» Extracted information:
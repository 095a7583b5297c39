//! Contiguous subsequence search
//!
//! The needle is split into its head element and tail. The scan engine looks
//! for the head inside the region where the whole needle could still fit,
//! and each head hit is verified by comparing the tail that follows it.
//!
//! An empty needle matches at `0` searching forward and at
//! `haystack.len()` searching backward, like `str::find("")` and
//! `str::rfind("")`.

use crate::compare::Comparer;

/// Lowest index at which `needle` occurs in `haystack`.
pub fn index_of_subsequence<S, V, C>(haystack: &[S], needle: &[V], cmp: &mut C) -> Option<usize>
where
    C: Comparer<S, V> + ?Sized,
{
    let Some((head, tail)) = needle.split_first() else {
        return Some(0);
    };
    if needle.len() > haystack.len() {
        return None;
    }

    let last_start = haystack.len() - needle.len();
    let mut offset = 0;
    while offset <= last_start {
        let hit = offset + cmp.find_first(&haystack[offset..=last_start], head)?;
        let rest = hit + 1;
        if cmp.all_equal(&haystack[rest..rest + tail.len()], tail) {
            return Some(hit);
        }
        offset = hit + 1;
    }
    None
}

/// Highest index at which `needle` occurs in `haystack`.
pub fn last_index_of_subsequence<S, V, C>(
    haystack: &[S],
    needle: &[V],
    cmp: &mut C,
) -> Option<usize>
where
    C: Comparer<S, V> + ?Sized,
{
    let Some((head, tail)) = needle.split_first() else {
        return Some(haystack.len());
    };
    if needle.len() > haystack.len() {
        return None;
    }

    // Head candidates live in [0, end).
    let mut end = haystack.len() - needle.len() + 1;
    while end > 0 {
        let hit = cmp.find_last(&haystack[..end], head)?;
        let rest = hit + 1;
        if cmp.all_equal(&haystack[rest..rest + tail.len()], tail) {
            return Some(hit);
        }
        end = hit;
    }
    None
}

/// Number of non-overlapping occurrences of `needle`, scanning left to
/// right. An empty needle occurs zero times.
pub fn count_subsequence<S, V, C>(haystack: &[S], needle: &[V], cmp: &mut C) -> usize
where
    C: Comparer<S, V> + ?Sized,
{
    if needle.is_empty() {
        return 0;
    }
    let mut count = 0;
    let mut offset = 0;
    while let Some(index) = index_of_subsequence(&haystack[offset..], needle, cmp) {
        count += 1;
        offset += index + needle.len();
    }
    count
}
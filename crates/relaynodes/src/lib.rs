//! Standard action library
//!
//! Executors for the built-in node kinds: `api` and `email`.

mod api;
mod email;

pub use api::{ApiExecutor, ApiExecutorFactory};
pub use email::{
    EmailExecutor, EmailExecutorFactory, MailError, MailTransport, OutgoingMail, SmtpConfig,
    SmtpTransport,
};
use relayruntime::ExecutorRegistry;

use std::sync::Arc;

/// Register all standard executors with a registry
pub fn register_all(registry: &mut ExecutorRegistry, smtp: SmtpConfig) {
    registry.register(Arc::new(ApiExecutorFactory::new()));
    registry.register(Arc::new(EmailExecutorFactory::smtp(smtp)));
}
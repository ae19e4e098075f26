use actix_cors::Cors;
use actix_web::{get, post, web, App, HttpResponse, HttpServer, Responder, Result as ActixResult};
use chrono::Utc;
use relaycore::{
    generate_workflow_id, Edge, ExecutionError, NodeSpec, StoreError, Workflow, WorkflowStatus,
};
use relaynodes::SmtpConfig;
use relayruntime::{
    ExecutorRegistry, InMemoryWorkflowStore, JsonFileStore, RuntimeConfig, WorkflowEngine,
    WorkflowStore,
};
use serde::Deserialize;
use std::collections::BTreeMap;
use std::sync::Arc;
use tracing::{error, info, warn};
use tracing_subscriber::EnvFilter;

/// Fresh ids tried before giving up on a create request
const MAX_ID_ATTEMPTS: usize = 8;

/// Application state shared across handlers
struct AppState {
    engine: Arc<WorkflowEngine>,
}

impl AppState {
    fn store(&self) -> &Arc<dyn WorkflowStore> {
        self.engine.store()
    }
}

#[derive(Debug, Deserialize)]
struct ListQuery {
    search: Option<String>,
}

/// Request body for workflow creation
#[derive(Debug, Deserialize)]
struct CreateWorkflowRequest {
    name: String,
    #[serde(default)]
    description: String,
    #[serde(default)]
    nodes: Vec<NodeSpec>,
    #[serde(default)]
    edges: Vec<Edge>,
}

fn message(text: &str) -> serde_json::Value {
    serde_json::json!({ "message": text })
}

fn server_error(text: &str, err: impl std::fmt::Display) -> HttpResponse {
    HttpResponse::InternalServerError().json(serde_json::json!({
        "message": text,
        "error": err.to_string(),
    }))
}

#[get("/health")]
async fn health_check() -> impl Responder {
    HttpResponse::Ok().json(serde_json::json!({
        "status": "healthy",
        "version": env!("CARGO_PKG_VERSION"),
        "service": "relay"
    }))
}

/// List workflows, optionally filtered by name or id
#[get("/api/workflows")]
async fn list_workflows(
    data: web::Data<AppState>,
    query: web::Query<ListQuery>,
) -> ActixResult<impl Responder> {
    match data.store().list(query.search.as_deref()).await {
        Ok(workflows) => Ok(HttpResponse::Ok().json(workflows)),
        Err(e) => {
            error!("Error fetching workflows: {}", e);
            Ok(server_error("Error fetching workflows", e))
        }
    }
}

/// Create a new workflow in `pending` state
#[post("/api/workflows")]
async fn create_workflow(
    data: web::Data<AppState>,
    req: web::Json<CreateWorkflowRequest>,
) -> ActixResult<impl Responder> {
    let req = req.into_inner();
    let now = Utc::now();

    for _ in 0..MAX_ID_ATTEMPTS {
        let workflow = Workflow {
            workflow_id: generate_workflow_id(),
            name: req.name.clone(),
            description: req.description.clone(),
            nodes: req.nodes.clone(),
            edges: req.edges.clone(),
            status: WorkflowStatus::Pending,
            error: None,
            results: BTreeMap::new(),
            created_on: now,
            last_edited_on: now,
            last_executed_on: None,
        };

        match data.store().insert(workflow).await {
            Ok(workflow) => {
                info!("Created workflow: {} ({})", workflow.name, workflow.workflow_id);
                return Ok(HttpResponse::Created().json(workflow));
            }
            Err(StoreError::Duplicate(id)) => {
                warn!("Workflow id {} already taken, retrying", id);
            }
            Err(e) => {
                error!("Error creating workflow: {}", e);
                return Ok(server_error("Error creating workflow", e));
            }
        }
    }

    Ok(server_error(
        "Error creating workflow",
        "could not allocate a unique workflow id",
    ))
}

/// Get a specific workflow
#[get("/api/workflows/{workflow_id}")]
async fn get_workflow(
    data: web::Data<AppState>,
    path: web::Path<String>,
) -> ActixResult<impl Responder> {
    let workflow_id = path.into_inner();

    match data.store().find_by_workflow_id(&workflow_id).await {
        Ok(Some(workflow)) => Ok(HttpResponse::Ok().json(workflow)),
        Ok(None) => Ok(HttpResponse::NotFound().json(message("Workflow not found"))),
        Err(e) => Ok(server_error("Error fetching workflow", e)),
    }
}

/// Execute a workflow and wait for it to finish
#[post("/api/workflows/{workflow_id}/execute")]
async fn execute_workflow(
    data: web::Data<AppState>,
    path: web::Path<String>,
) -> ActixResult<impl Responder> {
    let workflow_id = path.into_inner();

    info!("Executing workflow: {}", workflow_id);

    match data.engine.execute_workflow(&workflow_id).await {
        Ok(workflow) => Ok(HttpResponse::Ok().json(serde_json::json!({
            "message": "Workflow executed successfully",
            "workflow": workflow,
        }))),
        Err(ExecutionError::NotFound(_)) => {
            Ok(HttpResponse::NotFound().json(message("Workflow not found")))
        }
        Err(e @ ExecutionError::Conflict(_)) => Ok(HttpResponse::Conflict().json(
            serde_json::json!({ "message": "Workflow is already running", "error": e.to_string() }),
        )),
        Err(ExecutionError::Failed { node_id, error }) => {
            warn!("Workflow {} failed at node {}: {}", workflow_id, node_id, error);
            Ok(server_error("Workflow execution failed", error.message()))
        }
        Err(e) => {
            error!("Error executing workflow {}: {}", workflow_id, e);
            Ok(server_error("Error executing workflow", e))
        }
    }
}

/// List available action kinds
#[get("/api/nodes")]
async fn list_node_types(data: web::Data<AppState>) -> ActixResult<impl Responder> {
    let registry = data.engine.registry();

    let nodes: Vec<_> = registry
        .list_node_types()
        .iter()
        .map(|node_type| {
            let metadata = registry.get_metadata(node_type);
            serde_json::json!({
                "type": node_type,
                "description": metadata.as_ref().map(|m| m.description.clone()).unwrap_or_default(),
                "category": metadata.as_ref().map(|m| m.category.clone()).unwrap_or_default(),
            })
        })
        .collect();

    Ok(HttpResponse::Ok().json(nodes))
}

async fn open_store() -> anyhow::Result<Arc<dyn WorkflowStore>> {
    match std::env::var("RELAY_DATA_FILE") {
        Ok(path) if !path.trim().is_empty() => Ok(Arc::new(JsonFileStore::open(path).await?)),
        _ => {
            info!("RELAY_DATA_FILE not set, keeping workflows in memory");
            Ok(Arc::new(InMemoryWorkflowStore::new()))
        }
    }
}

#[actix_web::main]
async fn main() -> anyhow::Result<()> {
    tracing_subscriber::fmt()
        .with_env_filter(
            EnvFilter::try_from_default_env().unwrap_or_else(|_| EnvFilter::new("info")),
        )
        .init();

    info!("Starting relay server");

    let mut registry = ExecutorRegistry::new();
    relaynodes::register_all(&mut registry, SmtpConfig::from_env());

    let engine = WorkflowEngine::with_config(
        Arc::new(registry),
        open_store().await?,
        RuntimeConfig::from_env(),
    );

    let app_state = web::Data::new(AppState {
        engine: Arc::new(engine),
    });

    let bind_address =
        std::env::var("BIND_ADDRESS").unwrap_or_else(|_| "0.0.0.0:3000".to_string());

    info!("Server listening on http://{}", bind_address);

    HttpServer::new(move || {
        let cors = Cors::default()
            .allow_any_origin()
            .allow_any_method()
            .allow_any_header()
            .max_age(3600);

        App::new()
            .app_data(app_state.clone())
            .wrap(cors)
            .wrap(actix_web::middleware::Logger::default())
            .service(health_check)
            .service(list_workflows)
            .service(create_workflow)
            .service(get_workflow)
            .service(execute_workflow)
            .service(list_node_types)
    })
    .bind(&bind_address)?
    .run()
    .await?;

    Ok(())
}
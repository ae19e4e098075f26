// crates/relaynodes/tests/scenario_test.rs
//
// End-to-end runs through the engine with the standard executors.

use async_trait::async_trait;
use relaycore::{ExecutionError, NodeSpec, Workflow, WorkflowStatus};
use relaynodes::{
    ApiExecutorFactory, EmailExecutorFactory, MailError, MailTransport, OutgoingMail,
};
use relayruntime::{ExecutorRegistry, InMemoryWorkflowStore, WorkflowEngine, WorkflowStore};
use serde_json::json;
use std::sync::atomic::{AtomicUsize, Ordering};
use std::sync::Arc;
use wiremock::matchers::{method, path};
use wiremock::{Mock, MockServer, ResponseTemplate};

struct StubMail {
    failure: Option<&'static str>,
    sent: AtomicUsize,
}

impl StubMail {
    fn ok() -> Arc<Self> {
        Arc::new(Self { failure: None, sent: AtomicUsize::new(0) })
    }

    fn failing(message: &'static str) -> Arc<Self> {
        Arc::new(Self { failure: Some(message), sent: AtomicUsize::new(0) })
    }
}

#[async_trait]
impl MailTransport for StubMail {
    async fn send(&self, _mail: OutgoingMail) -> Result<(), MailError> {
        match self.failure {
            Some(message) => Err(MailError(message.to_string())),
            None => {
                self.sent.fetch_add(1, Ordering::SeqCst);
                Ok(())
            }
        }
    }
}

fn engine(mail: Arc<StubMail>) -> (WorkflowEngine, Arc<InMemoryWorkflowStore>) {
    let mut registry = ExecutorRegistry::new();
    registry.register(Arc::new(ApiExecutorFactory::new()));
    registry.register(Arc::new(EmailExecutorFactory::with_transport(mail)));
    let store = Arc::new(InMemoryWorkflowStore::new());
    (WorkflowEngine::new(Arc::new(registry), store.clone()), store)
}

#[tokio::test]
async fn test_single_api_node_passes_and_records_response() {
    let server = MockServer::start().await;
    Mock::given(method("GET"))
        .and(path("/ok"))
        .respond_with(ResponseTemplate::new(200).set_body_json(json!({"ok": true})))
        .expect(1)
        .mount(&server)
        .await;

    let (engine, store) = engine(StubMail::ok());
    let mut workflow = Workflow::new("ping");
    workflow.add_node(
        NodeSpec::action("call", "api").with_field("Endpoint", format!("{}/ok", server.uri())),
    );
    let id = store.insert(workflow).await.unwrap().workflow_id;

    let result = engine.execute_workflow(&id).await.unwrap();

    assert_eq!(result.status, WorkflowStatus::Passed);
    assert!(result.error.is_none());
    assert_eq!(result.results["call"].response, json!({"ok": true}));
    assert_eq!(result.results["call"].status, Some(200));
}

#[tokio::test]
async fn test_single_email_node_transport_failure() {
    let (engine, store) = engine(StubMail::failing("SMTP timeout"));
    let mut workflow = Workflow::new("notify");
    workflow.add_node(
        NodeSpec::action("mail", "email")
            .with_field("To", "ops@example.test")
            .with_field("Subject", "Report")
            .with_field("Body", "Attached"),
    );
    let id = store.insert(workflow).await.unwrap().workflow_id;

    let err = engine.execute_workflow(&id).await.unwrap_err();
    assert!(matches!(err, ExecutionError::Failed { .. }));

    let persisted = store.find_by_workflow_id(&id).await.unwrap().unwrap();
    assert_eq!(persisted.status, WorkflowStatus::Failed);
    assert_eq!(persisted.error.as_deref(), Some("EmailError: SMTP timeout"));
}

#[tokio::test]
async fn test_invalid_body_fails_run_without_request() {
    let server = MockServer::start().await;
    let mail = StubMail::ok();
    let (engine, store) = engine(mail.clone());

    let mut workflow = Workflow::new("bad body");
    workflow.add_node(
        NodeSpec::action("call", "api")
            .with_field("Endpoint", format!("{}/orders", server.uri()))
            .with_field("Method", "POST")
            .with_field("Body", "{\"qty\": }"),
    );
    workflow.add_node(NodeSpec::action("mail", "email").with_field("To", "ops@example.test"));
    let id = store.insert(workflow).await.unwrap().workflow_id;

    assert!(engine.execute_workflow(&id).await.is_err());

    let persisted = store.find_by_workflow_id(&id).await.unwrap().unwrap();
    assert_eq!(persisted.status, WorkflowStatus::Failed);
    let error = persisted.error.unwrap();
    assert!(error.starts_with("ParseError: invalid JSON in Body: expected value"), "{}", error);
    assert!(server.received_requests().await.unwrap().is_empty());
    assert_eq!(mail.sent.load(Ordering::SeqCst), 0);
}

#[tokio::test]
async fn test_api_then_email_chain() {
    let server = MockServer::start().await;
    Mock::given(method("POST"))
        .and(path("/builds"))
        .respond_with(ResponseTemplate::new(202).set_body_json(json!({"queued": 1})))
        .mount(&server)
        .await;

    let mail = StubMail::ok();
    let (engine, store) = engine(mail.clone());
    let mut workflow = Workflow::new("build and notify");
    workflow.add_node(
        NodeSpec::action("trigger", "api")
            .with_field("Endpoint", format!("{}/builds", server.uri()))
            .with_field("Method", "post"),
    );
    workflow.add_node(NodeSpec::new("note", "annotation"));
    workflow.add_node(NodeSpec::action("mail", "email").with_field("To", "dev@example.test"));
    let id = store.insert(workflow).await.unwrap().workflow_id;

    let result = engine.execute_workflow(&id).await.unwrap();

    assert_eq!(result.status, WorkflowStatus::Passed);
    assert_eq!(result.results["trigger"].status, Some(202));
    assert_eq!(mail.sent.load(Ordering::SeqCst), 1);
}
// crates/relaycli/src/main.rs

use anyhow::{Context, Result};
use clap::{Parser, Subcommand};
use relaycore::{ExecutionError, ExecutionEvent, NodeEvent, NodeSpec, Workflow};
use relaynodes::SmtpConfig;
use relayruntime::{
    ExecutorRegistry, InMemoryWorkflowStore, RuntimeConfig, Topology, WorkflowEngine,
    WorkflowStore,
};
use std::path::{Path, PathBuf};
use std::sync::Arc;
use std::time::Duration;
use tracing_subscriber::EnvFilter;

#[derive(Parser)]
#[command(name = "relay")]
#[command(about = "Relay workflow CLI", long_about = None)]
struct Cli {
    #[command(subcommand)]
    command: Commands,
}

#[derive(Subcommand)]
enum Commands {
    /// Execute a workflow file
    Run {
        /// Path to workflow JSON file
        #[arg(short, long)]
        file: PathBuf,

        /// Write the updated workflow back to the file
        #[arg(short, long)]
        write: bool,

        /// Show verbose output
        #[arg(short, long)]
        verbose: bool,
    },

    /// Validate a workflow file
    Validate {
        /// Path to workflow JSON file
        file: PathBuf,
    },

    /// List available node kinds
    Nodes,

    /// Create a new example workflow
    Init {
        /// Output file path
        #[arg(short, long, default_value = "workflow.json")]
        output: PathBuf,
    },
}

fn init_tracing(verbose: bool) {
    let default = if verbose { "debug" } else { "info" };
    tracing_subscriber::fmt()
        .with_env_filter(
            EnvFilter::try_from_default_env().unwrap_or_else(|_| EnvFilter::new(default)),
        )
        .init();
}

fn standard_registry() -> ExecutorRegistry {
    let mut registry = ExecutorRegistry::new();
    relaynodes::register_all(&mut registry, SmtpConfig::from_env());
    registry
}

fn load_workflow(file: &Path) -> Result<Workflow> {
    let json = std::fs::read_to_string(file)
        .with_context(|| format!("reading {}", file.display()))?;
    serde_json::from_str(&json).with_context(|| format!("parsing {}", file.display()))
}

#[tokio::main]
async fn main() -> Result<()> {
    let cli = Cli::parse();

    match cli.command {
        Commands::Run { file, write, verbose } => {
            init_tracing(verbose);
            run_workflow(file, write).await?;
        }

        Commands::Validate { file } => {
            validate_workflow(file)?;
        }

        Commands::Nodes => {
            list_nodes();
        }

        Commands::Init { output } => {
            create_example_workflow(output)?;
        }
    }

    Ok(())
}

async fn run_workflow(file: PathBuf, write: bool) -> Result<()> {
    println!("Loading workflow from: {}", file.display());

    let workflow = load_workflow(&file)?;
    let workflow_id = workflow.workflow_id.clone();

    println!("Workflow: {} ({})", workflow.name, workflow_id);
    println!("   Nodes: {}", workflow.nodes.len());
    println!("   Executable: {}", workflow.executable_nodes().count());
    println!();

    let store = Arc::new(InMemoryWorkflowStore::new());
    store.insert(workflow).await?;

    let engine = WorkflowEngine::with_config(
        Arc::new(standard_registry()),
        store.clone(),
        RuntimeConfig::from_env(),
    );

    let mut events = engine.subscribe_events();

    let event_task = tokio::spawn(async move {
        while let Ok(event) = events.recv().await {
            match event {
                ExecutionEvent::RunStarted { .. } => {
                    println!("> Run started");
                }
                ExecutionEvent::NodeDispatched { node_id, node_type, .. } => {
                    println!("  - Dispatching node: {} ({})", node_id, node_type);
                }
                ExecutionEvent::NodeSkipped { node_id, node_type, .. } => {
                    println!(
                        "  - Skipping node: {} ({})",
                        node_id,
                        node_type.as_deref().unwrap_or("no action")
                    );
                }
                ExecutionEvent::NodeCompleted { node_id, duration_ms, .. } => {
                    println!("  + Node {} completed in {}ms", node_id, duration_ms);
                }
                ExecutionEvent::NodeFailed { node_id, error, .. } => {
                    println!("  x Node {} failed: {}", node_id, error);
                }
                ExecutionEvent::NodeEvent { node_id, event, .. } => match event {
                    NodeEvent::Info { message } => println!("     [{}] {}", node_id, message),
                    NodeEvent::Warning { message } => {
                        println!("     [{}] warning: {}", node_id, message)
                    }
                },
                ExecutionEvent::RunCompleted { status, duration_ms, .. } => {
                    println!("> Run {} in {}ms", status, duration_ms);
                    break;
                }
            }
        }
    });

    let result = engine.execute_workflow(&workflow_id).await;

    // Only finished runs emit RunCompleted.
    match &result {
        Ok(_) | Err(ExecutionError::Failed { .. }) => {
            let _ = tokio::time::timeout(Duration::from_millis(500), event_task).await;
        }
        Err(_) => event_task.abort(),
    }

    let updated = store
        .find_by_workflow_id(&workflow_id)
        .await?
        .context("workflow disappeared from the store")?;

    println!();
    println!("Execution Summary:");
    println!("   Status: {}", updated.status);
    if let Some(error) = &updated.error {
        println!("   Error: {}", error);
    }
    for (node_id, node_result) in &updated.results {
        println!("   Response from {}: {}", node_id, node_result.response);
    }

    if write {
        std::fs::write(&file, serde_json::to_string_pretty(&updated)?)?;
        println!();
        println!("Saved updated workflow to {}", file.display());
    }

    result.map(|_| ()).map_err(Into::into)
}

fn validate_workflow(file: PathBuf) -> Result<()> {
    println!("Validating workflow: {}", file.display());

    let workflow = load_workflow(&file)?;
    let topology = Topology::validate(&workflow)?;
    let registry = standard_registry();

    let (runnable, skipped): (Vec<&NodeSpec>, Vec<&NodeSpec>) = workflow
        .nodes
        .iter()
        .partition(|n| n.action_kind().map_or(false, |kind| registry.contains(kind)));

    println!("Workflow is valid:");
    println!("   Name: {}", workflow.name);
    println!("   Nodes: {}", topology.node_count());
    println!("   Edges: {}", topology.edge_count());
    println!("   Runnable nodes: {}", runnable.len());
    for node in skipped {
        println!(
            "   Will skip {} ({} / {})",
            node.id,
            node.node_type,
            node.data.node_type.as_deref().unwrap_or("-")
        );
    }

    Ok(())
}

fn list_nodes() {
    println!("Available Node Kinds:");
    println!();

    let registry = standard_registry();

    for node_type in registry.list_node_types() {
        if let Some(metadata) = registry.get_metadata(&node_type) {
            println!("  * {} ({})", node_type, metadata.category);
            println!("    {}", metadata.description);
        } else {
            println!("  * {}", node_type);
        }
    }
}

fn create_example_workflow(output: PathBuf) -> Result<()> {
    let mut workflow = Workflow::new("Example API Workflow")
        .with_description("Fetches data from an API and emails a notification");

    let fetch = workflow.add_node(
        NodeSpec::action("1", "api")
            .with_label("Fetch Data")
            .with_field("Endpoint", "https://api.github.com/zen")
            .with_field("Method", "GET")
            .with_field("Headers", r#"{"User-Agent": "relay"}"#)
            .with_position(100.0, 100.0),
    );
    let notify = workflow.add_node(
        NodeSpec::action("2", "email")
            .with_label("Notify")
            .with_field("To", "ops@example.com")
            .with_field("Subject", "Workflow finished")
            .with_field("Body", "The API call completed.")
            .with_position(300.0, 100.0),
    );

    workflow.connect(fetch, notify);

    let json = serde_json::to_string_pretty(&workflow)?;
    std::fs::write(&output, json)?;

    println!("Created example workflow: {}", output.display());
    println!();
    println!("Run it with:");
    println!("  relay run --file {}", output.display());

    Ok(())
}
use crate::{NodeId, WorkflowId, WorkflowStatus};
use chrono::{DateTime, Utc};
use serde::{Deserialize, Serialize};
use tokio::sync::broadcast;
use uuid::Uuid;

pub type ExecutionId = Uuid;

/// Events emitted during a workflow run
#[derive(Debug, Clone, Serialize, Deserialize)]
#[serde(tag = "type")]
pub enum ExecutionEvent {
    RunStarted {
        execution_id: ExecutionId,
        workflow_id: WorkflowId,
        timestamp: DateTime<Utc>,
    },
    RunCompleted {
        execution_id: ExecutionId,
        workflow_id: WorkflowId,
        status: WorkflowStatus,
        duration_ms: u64,
        timestamp: DateTime<Utc>,
    },
    NodeDispatched {
        execution_id: ExecutionId,
        node_id: NodeId,
        node_type: String,
        timestamp: DateTime<Utc>,
    },
    NodeSkipped {
        execution_id: ExecutionId,
        node_id: NodeId,
        node_type: Option<String>,
        timestamp: DateTime<Utc>,
    },
    NodeCompleted {
        execution_id: ExecutionId,
        node_id: NodeId,
        duration_ms: u64,
        timestamp: DateTime<Utc>,
    },
    NodeFailed {
        execution_id: ExecutionId,
        node_id: NodeId,
        error: String,
        timestamp: DateTime<Utc>,
    },
    NodeEvent {
        execution_id: ExecutionId,
        node_id: NodeId,
        event: NodeEvent,
        timestamp: DateTime<Utc>,
    },
}

/// Messages an executor reports while it runs
#[derive(Debug, Clone, Serialize, Deserialize)]
#[serde(tag = "event_type")]
pub enum NodeEvent {
    Info { message: String },
    Warning { message: String },
}

/// Event emitter handed to executors
#[derive(Clone)]
pub struct EventEmitter {
    execution_id: ExecutionId,
    node_id: NodeId,
    sender: broadcast::Sender<ExecutionEvent>,
}

impl EventEmitter {
    pub fn new(
        execution_id: ExecutionId,
        node_id: NodeId,
        sender: broadcast::Sender<ExecutionEvent>,
    ) -> Self {
        Self {
            execution_id,
            node_id,
            sender,
        }
    }

    /// Emit a node-specific event
    pub fn emit(&self, event: NodeEvent) {
        // No subscribers is fine.
        let _ = self.sender.send(ExecutionEvent::NodeEvent {
            execution_id: self.execution_id,
            node_id: self.node_id.clone(),
            event,
            timestamp: Utc::now(),
        });
    }

    pub fn info(&self, message: impl Into<String>) {
        self.emit(NodeEvent::Info {
            message: message.into(),
        });
    }

    pub fn warn(&self, message: impl Into<String>) {
        self.emit(NodeEvent::Warning {
            message: message.into(),
        });
    }
}

/// Process-wide broadcast of execution events
pub struct EventBus {
    sender: broadcast::Sender<ExecutionEvent>,
}

impl EventBus {
    /// `capacity` is clamped to at least one slot.
    pub fn new(capacity: usize) -> Self {
        let (sender, _) = broadcast::channel(capacity.max(1));
        Self { sender }
    }

    pub fn subscribe(&self) -> broadcast::Receiver<ExecutionEvent> {
        self.sender.subscribe()
    }

    pub fn emit(&self, event: ExecutionEvent) {
        let _ = self.sender.send(event);
    }

    pub fn create_emitter(
        &self,
        execution_id: ExecutionId,
        node_id: impl Into<NodeId>,
    ) -> EventEmitter {
        EventEmitter::new(execution_id, node_id.into(), self.sender.clone())
    }
}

» Problem to work on:
Which lines above include the word "capacity"? Show each one.

» Response area:
    /// `capacity` is clamped to at least one slot.
    pub fn new(capacity: usize) -> Self {
        let (sender, _) = broadcast::channel(capacity.max(1));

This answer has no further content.